Все они попали в категорию подозреваемых. Но все реальные улики указывали на Оливье. Отпечатки пальцев, орудие убийства, полотняный мешочек, резные скульптурки. Инструментов для резьбы у Оливье найдено не было, но это ни о чем не говорило. Он мог избавиться от них много лет назад. Но в гостинице они обнаружили нейлоновую леску. Того же размера и прочности, что использовалась в самодельной паутинке. Защита Оливье утверждала, что это стандартная леска и ее наличие ни о чем не говорит. Габри подтвердил, что использовал леску в саду — подвязывал ею жимолость.
Это ничего не доказывало.
— Но зачем вплетать то слово в паутину и вырезать его на деревяшке? — спросил Винсент.
— Чтобы напугать Отшельника, чтобы он отдал сокровище из своего мешочка.
Решение было потрясающе простым. Тропинка приближалась с каждым днем. Оливье понимал, что его время на исходе. Он должен был убедить Отшельника отдать ему эту вещь, прежде чем хижина будет найдена. Потому что когда это случится, Отшельник узнает правду: Оливье лгал ему. Нет никакой Горы. Никакой армии Страха и Отчаяния. Никакого Хаоса. А есть только маленький жадный торговец антиквариатом, который никак не может насытиться.
Никакого надвигающегося ужаса — только еще один Голодный Призрак.
Последняя надежда Оливье получить полотняный мешочек была на то, что ему удастся убедить Отшельника в неизбежности грядущей катастрофы. Ради спасения жизни Якоб должен был избавиться от сокровища. Чтобы Гора, добравшись до места, нашла только Отшельника, но не мешочек.
Но когда выяснилось, что его история недостаточно страшна, а тропинка почти дошла до хижины, Оливье воспользовался своим напалмом, горчичным газом, своей крылатой ракетой. Своей «Энолой Гей».[87]
Он разместил в углу паутинку. И подбросил куда-то в хижину деревяшку с вырезанным на ней словом. Оливье знал: когда Отшельник увидит это, он… Что? Умрет? Может быть. Но уж в панику впадет точно, когда поймет, что обнаружен. Обнаружен тем, от чего скрывался, от чего бежал. Тем, чего он боялся больше смерти. Оно нашло его и оставило свою визитную карточку.
Что пошло не так? Может быть, Отшельник не увидел паутинку? Может быть, Отшельник в жадности своей не уступал Оливье? Что бы там ни случилось, в одном Гамаш был уверен: терпение Оливье иссякло, нервы сдали, ярость переполнила его — он протянул руку, схватил подсвечник. И нанес удар.

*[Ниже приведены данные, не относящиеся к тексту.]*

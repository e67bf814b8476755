//! Request handling: detection, intent parsing and fallback translation
//!
//! Each request walks a chain of independent, fallible steps. Every step except
//! the last degrades to a weaker fallback (unknown source, original text, no
//! direct answer) and logs why; only a failure of the final whole-text
//! translation reaches the caller.

use crate::intent::{IntentMatch, IntentParser};
use crate::provider::{ProviderError, TranslationProvider};
use crate::resolver::{LanguageCode, LanguageResolver};
use serde::{Deserialize, Serialize};
use std::sync::Arc;
use thiserror::Error;
use tracing::{debug, info, warn};

/// Detected languages whose default target becomes Spanish
const REMAP_TO_SPANISH: [&str; 4] = ["fr", "hi", "zh", "vi"];

/// Characters of request text included in the fallback diagnostic log
const LOGGED_TEXT_CHARS: usize = 200;

/// Incoming request body
#[derive(Debug, Clone, Default, PartialEq, Eq, Serialize, Deserialize)]
pub struct TranslationRequest {
    #[serde(default)]
    pub text: Option<String>,
    /// Source language name as picked by the user
    #[serde(default)]
    pub source: Option<String>,
    /// Target language name as picked by the user
    #[serde(default)]
    pub target: Option<String>,
}

impl TranslationRequest {
    pub fn new(text: impl Into<String>) -> Self {
        Self {
            text: Some(text.into()),
            ..Self::default()
        }
    }

    pub fn with_source(mut self, source: impl Into<String>) -> Self {
        self.source = Some(source.into());
        self
    }

    pub fn with_target(mut self, target: impl Into<String>) -> Self {
        self.target = Some(target.into());
        self
    }
}

/// Successful response body
#[derive(Debug, Clone, PartialEq, Eq, Serialize, Deserialize)]
#[serde(rename_all = "camelCase")]
pub struct TranslationResponse {
    pub result: String,
    pub detected_source: Option<LanguageCode>,
    pub target_used: LanguageCode,
}

/// Language codes for one request, refined as detection runs
#[derive(Debug, Clone, PartialEq, Eq)]
pub struct ResolvedRequest {
    pub source_code: Option<LanguageCode>,
    pub target_code: LanguageCode,
    pub detected_source: Option<LanguageCode>,
    /// Whether the user named a target, even one that failed to resolve
    pub user_target_given: bool,
}

#[derive(Debug, Error)]
pub enum HandlerError {
    #[error("Missing `text` in request body")]
    MissingText,

    #[error("Server: API key not configured")]
    NotConfigured,

    #[error("Translation provider error")]
    Provider(#[source] ProviderError),
}

impl HandlerError {
    /// HTTP status code for this error
    pub fn status_code(&self) -> u16 {
        match self {
            HandlerError::MissingText => 400,
            HandlerError::NotConfigured => 500,
            HandlerError::Provider(_) => 502,
        }
    }

    /// Extra diagnostic detail for the response body
    pub fn details(&self) -> Option<String> {
        match self {
            HandlerError::Provider(e) => Some(e.details()),
            _ => None,
        }
    }
}

/// Orchestrates resolver, provider and intent parser for each request
///
/// Holds no per-request state; one instance is shared by all requests.
pub struct TranslationService {
    provider: Option<Arc<dyn TranslationProvider>>,
    resolver: LanguageResolver,
    intents: IntentParser,
    default_target: LanguageCode,
}

impl TranslationService {
    /// Create a service; `provider` is `None` when no credential is configured
    pub fn new(provider: Option<Arc<dyn TranslationProvider>>, resolver: LanguageResolver) -> Self {
        Self {
            provider,
            resolver,
            intents: IntentParser::new(),
            default_target: LanguageCode::spanish(),
        }
    }

    /// Override the site-wide default target (Spanish otherwise)
    pub fn with_default_target(mut self, target: LanguageCode) -> Self {
        self.default_target = target;
        self
    }

    pub fn default_target(&self) -> &LanguageCode {
        &self.default_target
    }

    pub fn resolver(&self) -> &LanguageResolver {
        &self.resolver
    }

    pub fn is_configured(&self) -> bool {
        self.provider.is_some()
    }

    /// Handle one translation request
    ///
    /// # Errors
    ///
    /// * `NotConfigured` - No provider; no outbound call is made
    /// * `MissingText` - `text` absent or empty
    /// * `Provider` - The final whole-text translation failed
    pub async fn handle(
        &self,
        request: &TranslationRequest,
    ) -> Result<TranslationResponse, HandlerError> {
        let provider = self.provider.as_deref().ok_or(HandlerError::NotConfigured)?;

        let text = match request.text.as_deref() {
            Some(text) if !text.is_empty() => text,
            _ => return Err(HandlerError::MissingText),
        };

        debug!(
            text = "[REDACTED]",
            source = ?request.source,
            target_lang = ?request.target,
            "Parsed request body"
        );

        let mut resolved = self.resolve_request(request);
        info!(
            source = ?resolved.source_code,
            target_lang = %resolved.target_code,
            "Resolved language codes"
        );

        if resolved.source_code.is_none() {
            self.detect_source(provider, text, &mut resolved).await;
        }

        let english = self
            .english_working_copy(provider, text, resolved.source_code.as_ref())
            .await;

        if let Some(intent) = self.intents.parse_with_fallback(&english, text) {
            if let Some(response) = self.direct_answer(provider, &intent, &resolved, text).await {
                return Ok(response);
            }
        }

        self.fallback_translation(provider, text, resolved).await
    }

    fn resolve_request(&self, request: &TranslationRequest) -> ResolvedRequest {
        let user_source = request.source.as_deref().filter(|s| !s.is_empty());
        let user_target = request.target.as_deref().filter(|t| !t.is_empty());

        let source_code = user_source.and_then(|name| {
            let code = self.resolver.resolve(name);
            if code.is_none() {
                warn!(source = name, "Could not map source language");
            }
            code
        });

        let mut target_code = self.default_target.clone();
        if let Some(name) = user_target {
            match self.resolver.resolve(name) {
                Some(code) => {
                    if !code.is_supported() {
                        debug!(target_lang = %code, "Passing through unsupported target code");
                    }
                    target_code = code;
                }
                None => warn!(
                    target_lang = name,
                    fallback = %target_code,
                    "Could not map target language"
                ),
            }
        }

        ResolvedRequest {
            detected_source: source_code.clone(),
            source_code,
            target_code,
            user_target_given: user_target.is_some(),
        }
    }

    async fn detect_source(
        &self,
        provider: &dyn TranslationProvider,
        text: &str,
        resolved: &mut ResolvedRequest,
    ) {
        let detected = match provider.detect_language(text).await {
            Ok(code) => code,
            Err(e) => {
                warn!(
                    error = %e,
                    status = ?e.status(),
                    "Language detection failed, continuing without it"
                );
                return;
            }
        };

        info!(
            detected = %detected,
            supported = detected.is_supported(),
            "Detected source language"
        );

        if !resolved.user_target_given {
            if detected.is("es") {
                resolved.target_code = LanguageCode::english();
            } else if REMAP_TO_SPANISH.contains(&detected.as_str()) {
                resolved.target_code = LanguageCode::spanish();
            }
        }

        resolved.detected_source = Some(detected.clone());
        resolved.source_code = Some(detected);
    }

    /// English version of the text for intent parsing; the original text when
    /// the source is unknown, already English, or translation fails
    async fn english_working_copy(
        &self,
        provider: &dyn TranslationProvider,
        text: &str,
        source: Option<&LanguageCode>,
    ) -> String {
        let Some(source) = source.filter(|s| !s.is("en")) else {
            return text.to_string();
        };

        match provider
            .translate(text, &LanguageCode::english(), Some(source))
            .await
        {
            Ok(result) => result.translated_text,
            Err(e) => {
                warn!(
                    error = %e,
                    status = ?e.status(),
                    "English pre-translation failed, parsing original text"
                );
                text.to_string()
            }
        }
    }

    /// Translate just the extracted phrase when the question names a usable
    /// target and the source is known and different
    async fn direct_answer(
        &self,
        provider: &dyn TranslationProvider,
        intent: &IntentMatch,
        resolved: &ResolvedRequest,
        text: &str,
    ) -> Option<TranslationResponse> {
        let name = intent.target_language_name.as_deref()?;
        let Some(target) = self.resolver.resolve_loose(name) else {
            debug!(name, "Intent target language not recognized");
            return None;
        };

        let source = resolved.source_code.as_ref()?;
        if source == &target {
            debug!(%source, "Intent target equals source, using full-text translation");
            return None;
        }

        debug!(
            pattern = intent.pattern_language,
            %source,
            target_lang = %target,
            "Answering matched question directly"
        );

        let phrase = if intent.phrase.is_empty() {
            text
        } else {
            intent.phrase.as_str()
        };

        match provider.translate(phrase, &target, Some(source)).await {
            Ok(result) => Some(TranslationResponse {
                result: result.translated_text,
                detected_source: resolved.detected_source.clone(),
                target_used: target,
            }),
            Err(e) => {
                warn!(
                    error = %truncate(&e.to_string(), LOGGED_TEXT_CHARS),
                    status = ?e.status(),
                    "Pattern-matched translation failed, falling back to full-text translation"
                );
                None
            }
        }
    }

    async fn fallback_translation(
        &self,
        provider: &dyn TranslationProvider,
        text: &str,
        resolved: ResolvedRequest,
    ) -> Result<TranslationResponse, HandlerError> {
        info!(
            text = truncate(text, LOGGED_TEXT_CHARS),
            target_lang = %resolved.target_code,
            source = ?resolved.source_code,
            "Calling {} for fallback",
            provider.provider_name()
        );

        let result = provider
            .translate(text, &resolved.target_code, resolved.source_code.as_ref())
            .await
            .map_err(HandlerError::Provider)?;

        Ok(TranslationResponse {
            result: result.translated_text,
            detected_source: resolved.detected_source,
            target_used: resolved.target_code,
        })
    }
}

fn truncate(text: &str, max: usize) -> &str {
    match text.char_indices().nth(max) {
        Some((idx, _)) => &text[..idx],
        None => text,
    }
}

Его юрист предпочел суд присяжных. Хорошая стратегия, решил Гамаш. Присяжных можно убедить в том, что это было временное помешательство. Сам Гамаш считал, что обвинение нужно предъявлять по статье «без предварительного умысла», а не «умышленное», и прокуратура с ним согласилась. Старший инспектор знал, что Оливье умышленно терроризировал Отшельника. Но убийство — дело другое. Да, он сделал Якоба пленником. Манипулировал им, использовал его в своих целях, сводил с ума человека, чье психическое здоровье и без того оставляло желать лучшего. Но убийство… Гамаш верил, что случившееся удивило и привело в ужас и самого Оливье.
Точное определение: убийство без предварительного умысла.
Именно это и совершил Оливье. Убил человека. Не одним решающим ударом, а медленно, постепенно. Запугивал его, отчего морщины тревоги избороздили лицо затворника, а его душа вздрагивала, стоило только хрустнуть веточке в лесу.
Но кончилось все это убийством… и самоубийством. Оливье в конечном счете убил себя. Он уничтожил все, что в нем было доброго, пока самоуважение не было утрачено окончательно, замещено самыми отвратительными качествами. Тот человек, каким он мог бы стать, оказался мертв. Его поглотил Голодный Призрак.